A covered query is one where every field requested by the query and its projection is present in the index being used, so MongoDB can satisfy the entire query from the index alone without ever touching the actual documents on disk. That matters because index structures are typically smaller than the full documents and more likely to already be resident in memory, so skipping the document-fetch step cuts both I/O and latency. To design for one, you build a compound index that includes both the filter fields and the returned fields, and explicitly exclude `_id` from the projection if it isn't part of the index and isn't needed. You can confirm a query is covered by running `.explain()` and checking that `totalDocsExamined` is zero even though documents were returned. It's a nice optimization for hot, narrow queries, but it's not something to force onto every query since it just adds more indexes to maintain.

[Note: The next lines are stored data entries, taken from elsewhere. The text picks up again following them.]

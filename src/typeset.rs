//! One-shot typesetting of a LaTeX project inside a sandbox.

use std::fs;
use std::path::{Path, PathBuf};
use std::process::Command;

use glob::Pattern;

use crate::error::{Result, RunError, SandboxError};
use crate::process::{self, ToolOutput};
use crate::sandbox::config::SandboxConfig;
use crate::sandbox::directory;
use crate::sandbox::executor::SandboxRunner;

const SOURCE_EXTENSION: &str = "tex";

/// First `.tex` file in `dir`, by name.
pub fn find_source(dir: impl AsRef<Path>) -> Result<PathBuf> {
    let dir = dir.as_ref();
    let mut sources = Vec::new();
    for entry in fs::read_dir(dir)? {
        let entry = entry?;
        let path = entry.path();
        if path.extension().is_some_and(|ext| ext == SOURCE_EXTENSION) && path.is_file() {
            sources.push(path);
        }
    }
    sources.sort();
    sources.into_iter().next().ok_or_else(|| SandboxError::NoSource {
        dir: dir.to_path_buf(),
        extension: SOURCE_EXTENSION,
    })
}

/// Runs a TeX engine non-interactively.
#[derive(Debug, Clone)]
pub struct Typesetter {
    program: String,
    args: Vec<String>,
    include_dir: Option<PathBuf>,
    output_dir: Option<PathBuf>,
}

impl Default for Typesetter {
    fn default() -> Self {
        Self {
            program: "xelatex".to_string(),
            args: Vec::new(),
            include_dir: None,
            output_dir: None,
        }
    }
}

impl Typesetter {
    /// A typesetter using `xelatex`.
    pub fn new() -> Self {
        Self::default()
    }

    /// Use a different engine executable.
    pub fn program(mut self, program: impl Into<String>) -> Self {
        self.program = program.into();
        self
    }

    /// Append one extra argument.
    pub fn arg(mut self, arg: impl Into<String>) -> Self {
        self.args.push(arg.into());
        self
    }

    /// Append extra arguments.
    pub fn args<I, S>(mut self, args: I) -> Self
    where
        I: IntoIterator<Item = S>,
        S: Into<String>,
    {
        self.args.extend(args.into_iter().map(Into::into));
        self
    }

    /// Extra directory the engine searches for inputs.
    pub fn include_dir(mut self, dir: impl Into<PathBuf>) -> Self {
        self.include_dir = Some(dir.into());
        self
    }

    /// Where sandboxed runs export results and keep debug captures.
    /// Defaults to the process working directory.
    pub fn output_dir(mut self, dir: impl Into<PathBuf>) -> Self {
        self.output_dir = Some(dir.into());
        self
    }

    /// Build the engine invocation for `source`, run from `cwd`.
    pub fn command(&self, source: &Path, cwd: &Path) -> Command {
        let mut command = Command::new(&self.program);
        command
            .current_dir(cwd)
            .arg("-interaction=nonstopmode")
            .arg(source);
        if let Some(dir) = &self.include_dir {
            let mut flag = std::ffi::OsString::from("-include-directory=");
            flag.push(dir);
            command.arg(flag);
        }
        command.args(&self.args);
        command
    }

    /// Typeset `source` from `cwd`. The exit status is returned, not checked.
    pub fn run(&self, source: &Path, cwd: &Path) -> Result<ToolOutput> {
        process::execute(&mut self.command(source, cwd))
    }

    /// Sandbox settings for typesetting the project in `folder`.
    ///
    /// A relative `folder` is taken from the working directory, not from the
    /// output directory.
    pub fn sandbox_config<S: AsRef<str>>(&self, folder: &Path, captures: &[S]) -> Result<SandboxConfig> {
        let folder = absolute(folder)?;
        let folder = folder.to_str().ok_or_else(|| {
            SandboxError::Config(format!("project folder {} is not valid UTF-8", folder.display()))
        })?;
        let mut builder = SandboxConfig::builder()
            .import(format!("{}/*", Pattern::escape(folder.trim_end_matches('/'))))
            .exports(captures.iter().map(|c| c.as_ref().to_string()))
            .chdir(false);
        if let Some(dir) = &self.output_dir {
            builder = builder.base_dir(dir);
        }
        Ok(builder.build())
    }

    /// Typeset the first `.tex` file of `folder` in a sandbox and export `captures`.
    ///
    /// The folder's files are copied in flat; the engine runs with the sandbox
    /// as its working directory.
    pub fn run_in_sandbox<S: AsRef<str>>(
        &self,
        folder: impl AsRef<Path>,
        captures: &[S],
    ) -> std::result::Result<ToolOutput, RunError<SandboxError>> {
        let folder = absolute(folder.as_ref()).map_err(RunError::Sandbox)?;
        let folder = folder.as_path();
        let source = find_source(folder).map_err(RunError::Sandbox)?;
        let Some(name) = source.file_name().map(PathBuf::from) else {
            return Err(RunError::Sandbox(SandboxError::NoSource {
                dir: folder.to_path_buf(),
                extension: SOURCE_EXTENSION,
            }));
        };

        let config = self.sandbox_config(folder, captures).map_err(RunError::Sandbox)?;
        SandboxRunner::new(config).run(|sandbox| self.run(&name, sandbox.root()))
    }
}

fn absolute(path: &Path) -> Result<PathBuf> {
    if path.is_absolute() {
        Ok(path.to_path_buf())
    } else {
        Ok(directory::current_dir()?.join(path))
    }
}

#[cfg(test)]
mod tests {
    use super::*;
    use pretty_assertions::assert_eq;
    use serial_test::serial;
    use std::ffi::OsStr;

    fn project() -> tempfile::TempDir {
        let dir = tempfile::tempdir().unwrap();
        fs::write(dir.path().join("b.tex"), "\\documentclass{article}").unwrap();
        fs::write(dir.path().join("a.tex"), "\\documentclass{article}").unwrap();
        fs::write(dir.path().join("refs.bib"), "@book{}").unwrap();
        fs::create_dir(dir.path().join("z.tex")).unwrap();
        dir
    }

    #[test]
    fn test_find_source() {
        let dir = project();
        assert_eq!(find_source(dir.path()).unwrap(), dir.path().join("a.tex"));

        let empty = tempfile::tempdir().unwrap();
        let err = find_source(empty.path()).unwrap_err();
        assert!(matches!(err, SandboxError::NoSource { extension: "tex", .. }));
    }

    #[test]
    fn test_command_layout() {
        let command = Typesetter::new()
            .include_dir("/opt/tex inputs")
            .arg("-shell-escape")
            .command(Path::new("main.tex"), Path::new("/work"));

        assert_eq!(command.get_program(), "xelatex");
        assert_eq!(command.get_current_dir(), Some(Path::new("/work")));
        let args: Vec<&OsStr> = command.get_args().collect();
        assert_eq!(
            args,
            vec![
                "-interaction=nonstopmode",
                "main.tex",
                "-include-directory=/opt/tex inputs",
                "-shell-escape",
            ]
        );
    }

    #[test]
    fn test_sandbox_config() {
        let out = tempfile::tempdir().unwrap();
        let config = Typesetter::new()
            .output_dir(out.path())
            .sandbox_config(Path::new("/projects/thesis[v2]/"), &["*.pdf"])
            .unwrap();

        assert_eq!(config.imports, vec!["/projects/thesis[[]v2[]]/*"]);
        assert_eq!(config.exports, vec!["*.pdf"]);
        assert!(!config.chdir);
        assert_eq!(config.base_dir.as_deref(), Some(out.path()));
    }

    #[test]
    fn test_missing_engine_is_captured() {
        let dir = project();
        let out = tempfile::tempdir().unwrap();

        let err = Typesetter::new()
            .program("no-such-tex-engine-7731")
            .output_dir(out.path())
            .run_in_sandbox(dir.path(), &["*.pdf"])
            .unwrap_err();

        assert!(err.operation_error().is_some_and(SandboxError::is_tool_not_found));
        // imports are preserved for inspection
        assert!(out.path().join("debug").join("a.tex").exists());
        assert!(out.path().join("debug").join("refs.bib").exists());
        assert!(!out.path().join("a.pdf").exists());
    }

    #[test]
    #[serial]
    fn test_relative_folder_is_imported() {
        let workspace = tempfile::tempdir().unwrap();
        fs::create_dir(workspace.path().join("project")).unwrap();
        fs::write(workspace.path().join("project").join("a.tex"), "\\documentclass{article}").unwrap();
        fs::write(workspace.path().join("project").join("refs.bib"), "@book{}").unwrap();
        let out = tempfile::tempdir().unwrap();

        let previous = std::env::current_dir().unwrap();
        std::env::set_current_dir(workspace.path()).unwrap();
        let result = Typesetter::new()
            .program("no-such-tex-engine-7731")
            .output_dir(out.path())
            .run_in_sandbox("project", &["*.pdf"]);
        std::env::set_current_dir(previous).unwrap();

        assert!(result.unwrap_err().operation_error().is_some_and(SandboxError::is_tool_not_found));
        assert!(out.path().join("debug").join("a.tex").exists());
        assert!(out.path().join("debug").join("refs.bib").exists());
    }

    #[cfg(unix)]
    #[test]
    fn test_run_in_sandbox_exports_results() {
        use std::os::unix::fs::PermissionsExt;

        let dir = project();
        let out = tempfile::tempdir().unwrap();
        let bin = tempfile::tempdir().unwrap();

        // stand-in engine: $1 is the interaction flag, $2 the source
        let engine = bin.path().join("fake-tex");
        fs::write(
            &engine,
            "#!/bin/sh\nname=$(basename \"$2\" .tex)\necho pdf > \"$name.pdf\"\necho log > \"$name.log\"\n",
        )
        .unwrap();
        fs::set_permissions(&engine, fs::Permissions::from_mode(0o755)).unwrap();

        let result = Typesetter::new()
            .program(engine.to_string_lossy())
            .output_dir(out.path())
            .run_in_sandbox(dir.path(), &["*.pdf"])
            .unwrap();

        assert!(result.is_success());
        assert_eq!(fs::read_to_string(out.path().join("a.pdf")).unwrap(), "pdf\n");
        assert!(!out.path().join("a.log").exists());
        assert!(!out.path().join("debug").exists());
        // the project folder is untouched
        assert!(!dir.path().join("a.pdf").exists());
    }
}
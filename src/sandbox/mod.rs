//! Sandbox module containing all lifecycle components.

pub mod capture;
pub mod config;
pub mod directory;
pub mod executor;
pub mod matcher;
pub mod transfer;
//! Copying files into and out of a sandbox.

use std::collections::HashSet;
use std::fs::{self, File, FileTimes};
use std::path::{Path, PathBuf};

use tracing::{debug, trace, warn};

use crate::error::{Result, SandboxError};
use crate::sandbox::matcher::PathMatcher;

/// Copies the caller's files into a sandbox before the operation runs.
#[derive(Debug)]
pub struct ImportStage<'a> {
    matcher: PathMatcher,
    patterns: &'a [String],
}

impl<'a> ImportStage<'a> {
    /// Match `patterns` against the caller's directory `source`.
    pub fn new(source: &Path, patterns: &'a [String]) -> Self {
        Self {
            matcher: PathMatcher::new(source),
            patterns,
        }
    }

    /// Copy every matching regular file into the root of `sandbox`.
    ///
    /// Directory structure is dropped: only the base name is kept, and a later
    /// match with the same name replaces an earlier one.
    pub fn run(&self, sandbox: &Path) -> Result<Vec<PathBuf>> {
        let copied = flatten_into(&self.matcher, self.patterns, sandbox)?;
        debug!(count = copied.len(), "imported files into sandbox");
        Ok(copied)
    }
}

/// Copies results out of a sandbox after a successful run.
#[derive(Debug)]
pub struct ExportStage<'a> {
    matcher: PathMatcher,
    patterns: &'a [String],
}

impl<'a> ExportStage<'a> {
    /// Match `patterns` against the sandbox root.
    pub fn new(sandbox: &Path, patterns: &'a [String]) -> Self {
        Self {
            matcher: PathMatcher::new(sandbox),
            patterns,
        }
    }

    /// Copy every matching regular file into `destination`, keeping base names.
    pub fn run(&self, destination: &Path) -> Result<Vec<PathBuf>> {
        let copied = flatten_into(&self.matcher, self.patterns, destination)?;
        debug!(count = copied.len(), destination = %destination.display(), "exported sandbox results");
        Ok(copied)
    }
}

fn flatten_into(matcher: &PathMatcher, patterns: &[String], target: &Path) -> Result<Vec<PathBuf>> {
    let mut copied = Vec::new();
    let mut seen = HashSet::new();

    for pattern in patterns {
        for source in matcher.files(pattern)? {
            let source = source?;
            let Some(name) = source.file_name() else {
                continue;
            };
            let destination = target.join(name);
            if !seen.insert(destination.clone()) {
                warn!(
                    file = %destination.display(),
                    from = %source.display(),
                    "flattened copy replaces an earlier file with the same name"
                );
            }
            copy_file(&source, &destination)?;
            copied.push(destination);
        }
    }

    Ok(copied)
}

/// Copy one file, keeping its content, permissions and timestamps.
pub(crate) fn copy_file(from: &Path, to: &Path) -> Result<()> {
    let wrap = |source| SandboxError::Copy {
        from: from.to_path_buf(),
        to: to.to_path_buf(),
        source,
    };

    fs::copy(from, to).map_err(wrap)?;
    let meta = fs::metadata(from).map_err(wrap)?;
    let mut times = FileTimes::new().set_modified(meta.modified().map_err(wrap)?);
    if let Ok(accessed) = meta.accessed() {
        times = times.set_accessed(accessed);
    }
    // Opened for writing to set times; skip read-only copies rather than fail.
    match File::options().write(true).open(to) {
        Ok(file) => file.set_times(times).map_err(wrap)?,
        Err(err) if err.kind() == std::io::ErrorKind::PermissionDenied => {
            debug!(file = %to.display(), "read-only copy keeps fresh timestamps");
        }
        Err(err) => return Err(wrap(err)),
    }
    trace!(from = %from.display(), to = %to.display(), "copied file");
    Ok(())
}

#[cfg(test)]
mod tests {
    use super::*;
    use pretty_assertions::assert_eq;
    use std::time::{Duration, SystemTime};

    fn patterns(items: &[&str]) -> Vec<String> {
        items.iter().map(|s| s.to_string()).collect()
    }

    #[test]
    fn test_import_flattens_and_filters() {
        let caller = tempfile::tempdir().unwrap();
        let sandbox = tempfile::tempdir().unwrap();
        fs::write(caller.path().join("a.md"), "alpha").unwrap();
        fs::write(caller.path().join("b.md"), "beta").unwrap();
        fs::write(caller.path().join("c.txt"), "gamma").unwrap();
        fs::create_dir(caller.path().join("chapters")).unwrap();
        fs::write(caller.path().join("chapters").join("one.tex"), "one").unwrap();

        let pats = patterns(&["*.md", "chapters/*.tex", "chapters"]);
        let copied = ImportStage::new(caller.path(), &pats).run(sandbox.path()).unwrap();

        assert_eq!(copied.len(), 3);
        assert_eq!(fs::read_to_string(sandbox.path().join("a.md")).unwrap(), "alpha");
        assert_eq!(fs::read_to_string(sandbox.path().join("b.md")).unwrap(), "beta");
        assert_eq!(fs::read_to_string(sandbox.path().join("one.tex")).unwrap(), "one");
        assert!(!sandbox.path().join("c.txt").exists());
        assert!(!sandbox.path().join("chapters").exists());
    }

    #[test]
    fn test_import_preserves_modification_time() {
        let caller = tempfile::tempdir().unwrap();
        let sandbox = tempfile::tempdir().unwrap();
        let file = caller.path().join("old.md");
        fs::write(&file, "old").unwrap();

        let stamp = SystemTime::UNIX_EPOCH + Duration::from_secs(1_000_000_000);
        File::options()
            .write(true)
            .open(&file)
            .unwrap()
            .set_modified(stamp)
            .unwrap();

        let pats = patterns(&["old.md"]);
        ImportStage::new(caller.path(), &pats).run(sandbox.path()).unwrap();

        let copied = fs::metadata(sandbox.path().join("old.md")).unwrap();
        assert_eq!(copied.modified().unwrap(), stamp);
    }

    #[test]
    fn test_export_from_subdirectory() {
        let sandbox = tempfile::tempdir().unwrap();
        let caller = tempfile::tempdir().unwrap();
        fs::create_dir(sandbox.path().join("build")).unwrap();
        fs::write(sandbox.path().join("build").join("doc.pdf"), "pdf").unwrap();
        fs::write(sandbox.path().join("doc.log"), "log").unwrap();

        let pats = patterns(&["build/*.pdf"]);
        let copied = ExportStage::new(sandbox.path(), &pats).run(caller.path()).unwrap();

        assert_eq!(copied, vec![caller.path().join("doc.pdf")]);
        assert_eq!(fs::read_to_string(caller.path().join("doc.pdf")).unwrap(), "pdf");
        assert!(!caller.path().join("doc.log").exists());
    }

    #[test]
    fn test_no_matches_copy_nothing() {
        let a = tempfile::tempdir().unwrap();
        let b = tempfile::tempdir().unwrap();
        let pats = patterns(&["*.pdf", "nested/**/*.aux"]);
        assert!(ExportStage::new(a.path(), &pats).run(b.path()).unwrap().is_empty());
        assert_eq!(fs::read_dir(b.path()).unwrap().count(), 0);
    }

    #[test]
    fn test_duplicate_names_last_wins() {
        let caller = tempfile::tempdir().unwrap();
        let sandbox = tempfile::tempdir().unwrap();
        fs::create_dir(caller.path().join("x")).unwrap();
        fs::create_dir(caller.path().join("y")).unwrap();
        fs::write(caller.path().join("x").join("main.tex"), "first").unwrap();
        fs::write(caller.path().join("y").join("main.tex"), "second").unwrap();

        let pats = patterns(&["x/*.tex", "y/*.tex"]);
        ImportStage::new(caller.path(), &pats).run(sandbox.path()).unwrap();
        assert_eq!(fs::read_to_string(sandbox.path().join("main.tex")).unwrap(), "second");
    }
}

A good shard key needs high cardinality, meaning enough distinct values that data and load spread evenly across shards rather than piling onto one; a low-cardinality key like a boolean or status field creates a small number of oversized chunks that can't split further. It also needs low frequency, avoiding values that repeat across a huge number of documents, and ideally non-monotonic behavior, since a monotonically increasing key like a timestamp or auto-incrementing ID sends all new writes to whichever shard currently owns the top of the range, creating a hot shard. Beyond distribution, the shard key should also match your dominant query pattern, ideally one that includes the shard key in its filter, because queries that omit it get broadcast to every shard in a scatter-gather pattern, which is much slower. A common fix for a monotonic key is hashed sharding, where MongoDB hashes the key's values to spread writes evenly, at the cost of losing efficient range queries on that field. Because a shard key is difficult and expensive to change after the fact, even though newer versions support resharding, it's one of the decisions worth spending real design time on upfront.